The Real Reason Citigroup is TBTF

No, the real reason that Citigroup is considered to be TBTF is that it may be the object of billions -- maybe trillions -- in Wall Street bets, just like the housing market was before:

Citigroup's failure . . . would trigger the payoff of a massive bet of unknown dimensions: from people who had sold credit default swaps on it to those who had bought them. This is yet another consequence of turning Wall Street partnerships into public corporations: It turns them into objects of speculation. It [is] no longer the social and economic relevance of a bank that renders it too big too fail, but the number of side bets that have been made upon it.

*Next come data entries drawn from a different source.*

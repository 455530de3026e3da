//! Retry with exponential backoff for transient completion failures.
//!
//! Retries 429, 500, 502, 503, 504 and network errors. Client errors (400,
//! 401, 403, 404, 422) fail immediately. The retry budget comes from the
//! agent's [`ModelBinding`](super::router::ModelBinding).

use std::future::Future;
use std::time::Duration;

use tracing::warn;

/// Backoff settings for one agent's completion calls.
#[derive(Debug, Clone)]
pub struct RetryConfig {
    /// Retries after the first attempt (0 = fail on the first error).
    pub max_retries: u32,
    pub initial_delay: Duration,
    pub max_delay: Duration,
    pub multiplier: f64,
}

impl Default for RetryConfig {
    fn default() -> Self {
        Self {
            max_retries: 0,
            initial_delay: Duration::from_millis(500),
            max_delay: Duration::from_secs(8),
            multiplier: 2.0,
        }
    }
}

impl RetryConfig {
    pub fn with_retries(retries: u32) -> Self {
        Self {
            max_retries: retries,
            ..Default::default()
        }
    }

    /// Delay before retry number `attempt` (0-indexed), capped at `max_delay`.
    pub fn delay_for_attempt(&self, attempt: u32) -> Duration {
        let exp = i32::try_from(attempt).unwrap_or(i32::MAX);
        let base = self.initial_delay.as_secs_f64() * self.multiplier.powi(exp);
        Duration::from_secs_f64(base.min(self.max_delay.as_secs_f64()))
    }
}

/// Whether an error string looks like a transient failure.
pub fn is_transient_error(error: &str) -> bool {
    if ["429", "500", "502", "503", "504"]
        .iter()
        .any(|s| error.contains(&format!("HTTP {s}")))
    {
        return true;
    }

    let lower = error.to_lowercase();
    [
        "request failed:",
        "connection reset",
        "connection refused",
        "timed out",
        "timeout",
        "broken pipe",
    ]
    .iter()
    .any(|p| lower.contains(p))
}

/// Whether an error string is a client error that retrying cannot fix.
pub fn is_permanent_error(error: &str) -> bool {
    ["HTTP 400", "HTTP 401", "HTTP 403", "HTTP 404", "HTTP 422"]
        .iter()
        .any(|p| error.contains(p))
}

/// Run `call` until it succeeds, fails permanently, or the retry budget is spent.
pub async fn retry_api_call<T, F, Fut>(config: &RetryConfig, mut call: F) -> Result<T, String>
where
    F: FnMut() -> Fut,
    Fut: Future<Output = Result<T, String>>,
{
    let mut attempt = 0;
    loop {
        let err = match call().await {
            Ok(v) => return Ok(v),
            Err(e) => e,
        };
        let retryable = is_transient_error(&err) && !is_permanent_error(&err);
        if !retryable || attempt >= config.max_retries {
            return Err(err);
        }
        let delay = config.delay_for_attempt(attempt);
        warn!(
            "Transient API error (attempt {}/{}): {err}. Retrying in {delay:?}",
            attempt + 1,
            config.max_retries,
        );
        tokio::time::sleep(delay).await;
        attempt += 1;
    }
}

--Michael Lewis, The Big Short (p. 263)

What to Do

If Lewis is right -- and I have no reason to think he isn't -- the appropriate policy response couldn't be more obvious, or necessary.

Step One: the federal government should void all such credit default swaps, immediately.

Aren't those private contracts?

So what?

So were millions of contracts (presumably unwritten) making human beings owners of other human beings.

What do you think happened to all those contracts on January 2, 1863? (the day after The Emancipation Proclamation).

Step Two. Break up the monster banks that ushered in this toxic, dysfunctional and highly combustible state of affairs (cue Warren Buffett's line about "financial weapons of mass destruction").

Step Three. Hold their leaders accountable for their epic greed, negligence and corruption* (vs. giving them, collectively, ongoing billions in bonuses).

No, that hasn't happened yet.

In fact, it hasn't even started.

*Let the courts figure out the proper weighting; mine would be 50% greed, 30% corruption, 20% negligence.